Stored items

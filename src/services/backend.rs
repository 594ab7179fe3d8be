// src/services/backend.rs
use std::fmt;
use std::time::Duration;

use async_trait::async_trait;
use log::debug;
use reqwest::Client;
use serde::Deserialize;
use serde_json::{Value, json};

use crate::models::ImagePayload;

/// What a backend call is for. Used for logging and by test doubles.
#[derive(Debug, Clone, Copy, PartialEq, Eq, Hash)]
pub enum Operation {
    Analysis,
    Poster,
    AdCopy,
    Variation,
    BackgroundEnhancement,
}

impl fmt::Display for Operation {
    fn fmt(&self, f: &mut fmt::Formatter<'_>) -> fmt::Result {
        let name = match self {
            Operation::Analysis => "outfit_analysis",
            Operation::Poster => "poster",
            Operation::AdCopy => "ad_copy",
            Operation::Variation => "variation",
            Operation::BackgroundEnhancement => "background_enhancement",
        };
        f.write_str(name)
    }
}

#[derive(Debug, Clone, Copy, PartialEq, Eq)]
pub enum Modality {
    Text,
    Image,
}

impl Modality {
    fn as_str(&self) -> &'static str {
        match self {
            Modality::Text => "TEXT",
            Modality::Image => "IMAGE",
        }
    }
}

#[derive(Debug, Clone, PartialEq)]
pub enum Part {
    Text(String),
    Image(ImagePayload),
}

/// Asks the backend for a JSON object with exactly one string property.
#[derive(Debug, Clone, Copy, PartialEq)]
pub struct StructuredField {
    pub name: &'static str,
    pub description: &'static str,
}

#[derive(Debug, Clone)]
pub struct ContentRequest {
    pub operation: Operation,
    pub model: String,
    pub parts: Vec<Part>,
    pub response_modalities: Vec<Modality>,
    pub structured: Option<StructuredField>,
}

impl ContentRequest {
    pub fn new(operation: Operation, model: impl Into<String>, parts: Vec<Part>) -> Self {
        Self {
            operation,
            model: model.into(),
            parts,
            response_modalities: Vec::new(),
            structured: None,
        }
    }

    pub fn with_modalities(mut self, modalities: &[Modality]) -> Self {
        self.response_modalities = modalities.to_vec();
        self
    }

    pub fn with_structured(mut self, field: StructuredField) -> Self {
        self.structured = Some(field);
        self
    }

    /// Concatenated text parts, used by test doubles to route on prompt content.
    pub fn prompt_text(&self) -> String {
        self.parts
            .iter()
            .filter_map(|p| match p {
                Part::Text(t) => Some(t.as_str()),
                Part::Image(_) => None,
            })
            .collect::<Vec<_>>()
            .join("\n")
    }

    fn to_wire(&self) -> Value {
        let parts: Vec<Value> = self
            .parts
            .iter()
            .map(|part| match part {
                Part::Text(text) => json!({ "text": text }),
                Part::Image(image) => json!({
                    "inlineData": {
                        "mimeType": image.mime_type,
                        "data": image.base64
                    }
                }),
            })
            .collect();

        let mut generation_config = serde_json::Map::new();
        if !self.response_modalities.is_empty() {
            generation_config.insert(
                "responseModalities".to_string(),
                Value::Array(
                    self.response_modalities
                        .iter()
                        .map(|m| Value::String(m.as_str().to_string()))
                        .collect(),
                ),
            );
        }
        if let Some(field) = self.structured {
            generation_config.insert(
                "responseMimeType".to_string(),
                Value::String("application/json".to_string()),
            );
            generation_config.insert(
                "responseSchema".to_string(),
                json!({
                    "type": "OBJECT",
                    "properties": {
                        field.name: {
                            "type": "STRING",
                            "description": field.description
                        }
                    }
                }),
            );
        }

        json!({
            "contents": [{ "role": "user", "parts": parts }],
            "generationConfig": Value::Object(generation_config)
        })
    }
}

#[derive(Debug, Clone, Default, Deserialize)]
#[serde(rename_all = "camelCase")]
pub struct ContentResponse {
    #[serde(default)]
    pub candidates: Vec<Candidate>,
    #[serde(default, alias = "prompt_feedback")]
    pub prompt_feedback: Option<PromptFeedback>,
}

#[derive(Debug, Clone, Default, Deserialize)]
#[serde(rename_all = "camelCase")]
pub struct Candidate {
    #[serde(default)]
    pub content: Option<Content>,
    #[serde(default, alias = "finish_reason")]
    pub finish_reason: Option<String>,
}

#[derive(Debug, Clone, Default, Deserialize)]
pub struct Content {
    #[serde(default)]
    pub parts: Vec<ResponsePart>,
}

#[derive(Debug, Clone, Default, Deserialize)]
#[serde(rename_all = "camelCase")]
pub struct ResponsePart {
    #[serde(default)]
    pub text: Option<String>,
    #[serde(default, alias = "inline_data")]
    pub inline_data: Option<InlineData>,
}

#[derive(Debug, Clone, Deserialize)]
#[serde(rename_all = "camelCase")]
pub struct InlineData {
    #[serde(alias = "mime_type")]
    pub mime_type: String,
    pub data: String,
}

#[derive(Debug, Clone, Default, Deserialize)]
#[serde(rename_all = "camelCase")]
pub struct PromptFeedback {
    #[serde(default, alias = "block_reason")]
    pub block_reason: Option<String>,
}

impl ContentResponse {
    fn first_parts(&self) -> &[ResponsePart] {
        self.candidates
            .first()
            .and_then(|c| c.content.as_ref())
            .map(|c| c.parts.as_slice())
            .unwrap_or_default()
    }

    /// All text parts of the first candidate, or `None` when there is no text.
    pub fn text(&self) -> Option<String> {
        let text: String = self
            .first_parts()
            .iter()
            .filter_map(|p| p.text.as_deref())
            .collect();
        if text.trim().is_empty() {
            None
        } else {
            Some(text)
        }
    }

    /// The first inline part whose mime type is an image.
    pub fn first_image(&self) -> Option<ImagePayload> {
        self.first_parts().iter().find_map(|p| {
            p.inline_data
                .as_ref()
                .filter(|d| d.mime_type.starts_with("image/") && !d.data.is_empty())
                .map(|d| ImagePayload {
                    base64: d.data.clone(),
                    mime_type: d.mime_type.clone(),
                })
        })
    }

    /// Completion reason of the first candidate, falling back to a prompt block reason.
    pub fn finish_reason(&self) -> Option<&str> {
        self.candidates
            .first()
            .and_then(|c| c.finish_reason.as_deref())
            .or_else(|| {
                self.prompt_feedback
                    .as_ref()
                    .and_then(|f| f.block_reason.as_deref())
            })
    }
}

#[cfg(test)]
impl ContentResponse {
    pub(crate) fn from_parts(parts: Vec<ResponsePart>, finish_reason: Option<&str>) -> Self {
        Self {
            candidates: vec![Candidate {
                content: Some(Content { parts }),
                finish_reason: finish_reason.map(str::to_string),
            }],
            prompt_feedback: None,
        }
    }

    pub(crate) fn from_text(text: &str) -> Self {
        Self::from_parts(
            vec![ResponsePart {
                text: Some(text.to_string()),
                inline_data: None,
            }],
            Some("STOP"),
        )
    }

    pub(crate) fn from_image(image: &ImagePayload) -> Self {
        Self::from_parts(
            vec![ResponsePart {
                text: None,
                inline_data: Some(InlineData {
                    mime_type: image.mime_type.clone(),
                    data: image.base64.clone(),
                }),
            }],
            Some("STOP"),
        )
    }
}

#[derive(Debug, thiserror::Error)]
pub enum BackendError {
    #[error("HTTP request failed: {0}")]
    Http(#[from] reqwest::Error),

    #[error("Backend returned status {status}: {body}")]
    Status { status: u16, body: String },

    #[error("Malformed backend response: {0}")]
    Decode(#[from] serde_json::Error),
}

/// The generative image/text capability the studio depends on.
#[async_trait]
pub trait GenerativeBackend: Send + Sync {
    async fn generate_content(
        &self,
        request: ContentRequest,
    ) -> Result<ContentResponse, BackendError>;
}

/// `generateContent` over HTTP.
pub struct GeminiBackend {
    api_key: String,
    api_base: String,
    client: Client,
}

impl GeminiBackend {
    pub fn new(api_key: String, api_base: &str, timeout: Duration) -> Result<Self, BackendError> {
        let client = Client::builder().timeout(timeout).build()?;
        Ok(Self {
            api_key,
            api_base: api_base.trim().trim_end_matches('/').to_string(),
            client,
        })
    }

    fn endpoint(&self, model: &str) -> String {
        let model = model.trim();
        let path = if model.starts_with("models/") {
            model.to_string()
        } else {
            format!("models/{}", model)
        };
        format!("{}/{}:generateContent", self.api_base, path)
    }
}

#[async_trait]
impl GenerativeBackend for GeminiBackend {
    async fn generate_content(
        &self,
        request: ContentRequest,
    ) -> Result<ContentResponse, BackendError> {
        let endpoint = self.endpoint(&request.model);
        debug!("{} -> {}", request.operation, endpoint);

        let response = self
            .client
            .post(&endpoint)
            .header("x-goog-api-key", &self.api_key)
            .json(&request.to_wire())
            .send()
            .await?;

        let status = response.status();
        if !status.is_success() {
            let body = response.text().await.unwrap_or_default();
            return Err(BackendError::Status {
                status: status.as_u16(),
                body,
            });
        }

        let body = response.text().await?;
        Ok(serde_json::from_str(&body)?)
    }
}

#[cfg(test)]
mod tests {
    use super::*;

    #[test]
    fn wire_request_carries_parts_modalities_and_schema() {
        let request = ContentRequest::new(
            Operation::Analysis,
            "gemini-2.5-flash",
            vec![
                Part::Image(ImagePayload {
                    base64: "AAAA".to_string(),
                    mime_type: "image/png".to_string(),
                }),
                Part::Text("describe".to_string()),
            ],
        )
        .with_structured(StructuredField {
            name: "outfit",
            description: "the outfit",
        });

        let wire = request.to_wire();
        let parts = &wire["contents"][0]["parts"];
        assert_eq!(parts[0]["inlineData"]["mimeType"], "image/png");
        assert_eq!(parts[0]["inlineData"]["data"], "AAAA");
        assert_eq!(parts[1]["text"], "describe");
        let config = &wire["generationConfig"];
        assert_eq!(config["responseMimeType"], "application/json");
        assert_eq!(config["responseSchema"]["properties"]["outfit"]["type"], "STRING");
        assert!(config.get("responseModalities").is_none());

        let image_request = ContentRequest::new(Operation::Poster, "m", vec![])
            .with_modalities(&[Modality::Image, Modality::Text]);
        let wire = image_request.to_wire();
        assert_eq!(
            wire["generationConfig"]["responseModalities"],
            json!(["IMAGE", "TEXT"])
        );
    }

    #[test]
    fn response_parsing_accepts_both_casings() {
        let camel: ContentResponse = serde_json::from_value(json!({
            "candidates": [{
                "content": { "parts": [
                    { "text": "here you go" },
                    { "inlineData": { "mimeType": "image/png", "data": "QUJD" } }
                ]},
                "finishReason": "STOP"
            }]
        }))
        .unwrap();
        assert_eq!(camel.text().as_deref(), Some("here you go"));
        assert_eq!(camel.first_image().unwrap().base64, "QUJD");
        assert_eq!(camel.finish_reason(), Some("STOP"));

        let snake: ContentResponse = serde_json::from_value(json!({
            "candidates": [{
                "content": { "parts": [
                    { "inline_data": { "mime_type": "image/jpeg", "data": "REVG" } }
                ]},
                "finish_reason": "STOP"
            }]
        }))
        .unwrap();
        assert_eq!(snake.first_image().unwrap().mime_type, "image/jpeg");
        assert!(snake.text().is_none());
    }

    #[test]
    fn non_image_inline_parts_are_skipped() {
        let response: ContentResponse = serde_json::from_value(json!({
            "candidates": [{
                "content": { "parts": [
                    { "inlineData": { "mimeType": "application/pdf", "data": "UERG" } },
                    { "inlineData": { "mimeType": "image/webp", "data": "V0VC" } }
                ]}
            }]
        }))
        .unwrap();
        assert_eq!(response.first_image().unwrap().base64, "V0VC");
    }

    #[test]
    fn prompt_block_reason_is_reported_when_no_candidates() {
        let response: ContentResponse = serde_json::from_value(json!({
            "promptFeedback": { "blockReason": "SAFETY" }
        }))
        .unwrap();
        assert!(response.first_image().is_none());
        assert_eq!(response.finish_reason(), Some("SAFETY"));
    }

    #[test]
    fn endpoint_accepts_prefixed_and_bare_model_names() {
        let backend = GeminiBackend::new(
            "k".to_string(),
            "https://example.test/v1beta/",
            Duration::from_secs(5),
        )
        .unwrap();
        assert_eq!(
            backend.endpoint("gemini-2.5-flash"),
            "https://example.test/v1beta/models/gemini-2.5-flash:generateContent"
        );
        assert_eq!(
            backend.endpoint("models/x"),
            "https://example.test/v1beta/models/x:generateContent"
        );
    }
}
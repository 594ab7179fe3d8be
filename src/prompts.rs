// src/prompts.rs
//! Instruction text sent to the generative backend. Everything here is pure;
//! nothing in this module talks to the network.

use crate::models::{AspectRatio, ExtractionTarget};
use crate::services::image_processor::CHROMA_KEY_HEX;

pub const AD_COPY_PREFIX: &str = "+ 1";
pub const AD_COPY_SUFFIX: &str = "..!!!";

/// Name of the single field the analysis call must return.
pub const OUTFIT_FIELD: &str = "outfit";
/// Name of the single field the background enhancement call must return.
pub const BACKGROUND_FIELD: &str = "enhanced_background";

fn extraction_focus(target: ExtractionTarget) -> &'static str {
    match target {
        ExtractionTarget::Top => {
            "Identify ONLY the upper-body garment(s) (shirt, t-shirt, blouse, jacket, etc.). \
             Describe nothing below the waist."
        }
        ExtractionTarget::Bottom => {
            "Identify ONLY the lower-body garment(s) (trousers, skirt, shorts, etc.). \
             Describe nothing above the waist."
        }
        ExtractionTarget::Full => {
            "Identify the ENTIRE outfit the person is wearing, from top to bottom."
        }
    }
}

pub fn analysis_prompt(target: ExtractionTarget) -> String {
    format!(
        r#"You are a digital fashion forensics expert. Produce a micrometre-level inspection report of the clothing in this image.

PRIORITY TASK: {focus}

Once the priority item(s) are identified, run the MANDATORY INSPECTION PROCEDURE on those items only. Ignore every garment, accessory, hair, face or anything else outside the priority task.

TECHNICAL MINDSET, NO CREATIVITY:
* You are a 3D scanner, not a designer.
* Every word must correspond to a pixel.

MANDATORY INSPECTION PROCEDURE (priority items only):
1. CLASSIFY & LIST: name each priority item.
2. COLOUR (LAB GRADE): give the EXACT hex code of every colour on each item.
3. MATERIAL & TEXTURE: describe surface texture, sheen, thickness, and how it drapes and folds.
4. SILHOUETTE & CUT: describe the shape, length, neckline, sleeves, hems and seams of each item.
5. PATTERNS: analyse like a mathematician: motif size, spacing and repeat rule.
6. EMBELLISHMENTS: NO DETAIL IS TOO SMALL. Buttons, zips, embroidery, lace, prints, labels.

OUTPUT REQUIREMENTS:
* NEVER describe the model (face, hair, skin, body), the background, or anything outside the priority item(s).
* Return the whole report as a single JSON object with exactly one key: '{field}'."#,
        focus = extraction_focus(target),
        field = OUTFIT_FIELD,
    )
}

pub fn variation_prompt(
    outfit: &str,
    background: &str,
    aspect_ratio: &AspectRatio,
    camera_angle: &str,
) -> String {
    format!(
        r#"TASK: Digital transplant. Change ONLY the outfit and the scene.

MANDATORY RULES:
1. KEEP THE ORIGINAL PERSON 100%: keep exactly the person in the source image: face, expression, hairstyle, hair colour, skin tone and body shape. DO NOT CHANGE THEM.
2. CHROMA-KEY BACKGROUND (ABSOLUTE REQUIREMENT): the input image is surrounded by a bright green ({chroma}) area. You MUST ERASE and COMPLETELY REPLACE 100% of that green area with the scene described below. This is the most important rule. NOT A SINGLE green pixel may remain. The whole frame must be filled.
3. BUILD THE OUTFIT FROM THE TECHNICAL DRAWING: the outfit description below is a fixed technical specification. Reproduce every detail exactly. Interpreting, inventing, adding, removing or altering any detail is STRICTLY FORBIDDEN.
4. CHANGES: change only the outfit and the scene, based on the descriptions below.
5. ASPECT RATIO: the output image must have an aspect ratio of exactly {aspect}.
6. CAMERA ANGLE: shoot from this angle: {angle}.
7. QUALITY: photorealistic, 4K, highly detailed and sharp.

DETAILED DESCRIPTION:
- Outfit: {outfit}
- Scene: {background}

OUTPUT: return a single image only. Do not return any text."#,
        chroma = CHROMA_KEY_HEX,
        aspect = aspect_ratio,
        angle = camera_angle,
        outfit = outfit,
        background = background,
    )
}

pub fn ad_copy_prompt(language: &str) -> String {
    format!(
        r#"Your role is a creative social media marketer for a trendy fashion brand targeting Gen Z.
Based on the fashion item in the image(s), write a short, catchy and stylish promotional caption in {language}.
- The tone should be youthful and confident, with trendy slang where it fits.
- The caption must start with the characters "{prefix}".
- Describe the item's key features or vibe in an exciting way.
- Keep it concise, around 20-30 words.
- The caption must end with '{suffix}'"#,
        language = language,
        prefix = AD_COPY_PREFIX,
        suffix = AD_COPY_SUFFIX,
    )
}

pub fn poster_prompt() -> &'static str {
    r#"From the source image, create a single, new, professional promotional image with a 9:16 aspect ratio, perfect for social media stories.
This new image MUST feature three artistic variations of the same person from the source photo, composed together in a stylish layout.
- It is absolutely critical that the face of the person in all three variations is an exact and faithful representation of the face in the source image. Do not alter their facial features, identity, or ethnicity.
- One variation should be the main focus: positioned centrally, clear and sharp.
- The other two variations should be secondary: placed in the background on the left and right, perhaps larger and slightly faded or stylized to create depth.
- Each of the three variations must have a different, flattering pose and expression that showcases the clothing from different angles.
- Crucially, you must replace the original background with a new, stylish, and complementary background that fits a modern fashion aesthetic. This could be a clean studio backdrop, a soft abstract gradient, or a subtle, out-of-focus lifestyle scene. The background should enhance the subject, not distract from them.
- The final output must be a single, complete image with the subject variations and the new background integrated seamlessly. Do not add any text, logos, or banners."#
}

pub fn background_enhancement_prompt(background: &str) -> String {
    format!(
        r#"You are an art director for high-end fashion photo shoots. Take this simple scene description: "{background}".
Turn it into a detailed, vivid and inspiring paragraph suited to a fashion shoot. Focus on:
1. Lighting: the light source (natural or artificial), direction, intensity and colour. Does it cast artistic shadows?
2. Materials & texture: add concrete details. For example, instead of 'brick wall' write 'a raw terracotta brick wall dotted with patches of green moss'.
3. Atmosphere: the mood of the scene (romantic, mysterious, luxurious, energetic, peaceful).
4. Secondary elements: extra details that enrich the scene (morning mist, falling petals, a vintage armchair).
5. Language: rich, evocative imagery.

Return the result as a JSON object with a single key: '{field}'."#,
        background = background,
        field = BACKGROUND_FIELD,
    )
}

# [What to do]
Find and copy each line above that includes the string "caption".

# [Written solution]
Based on the fashion item in the image(s), write a short, catchy and stylish promotional caption in {language}.
- The caption must start with the characters "{prefix}".
- The caption must end with '{suffix}'"#,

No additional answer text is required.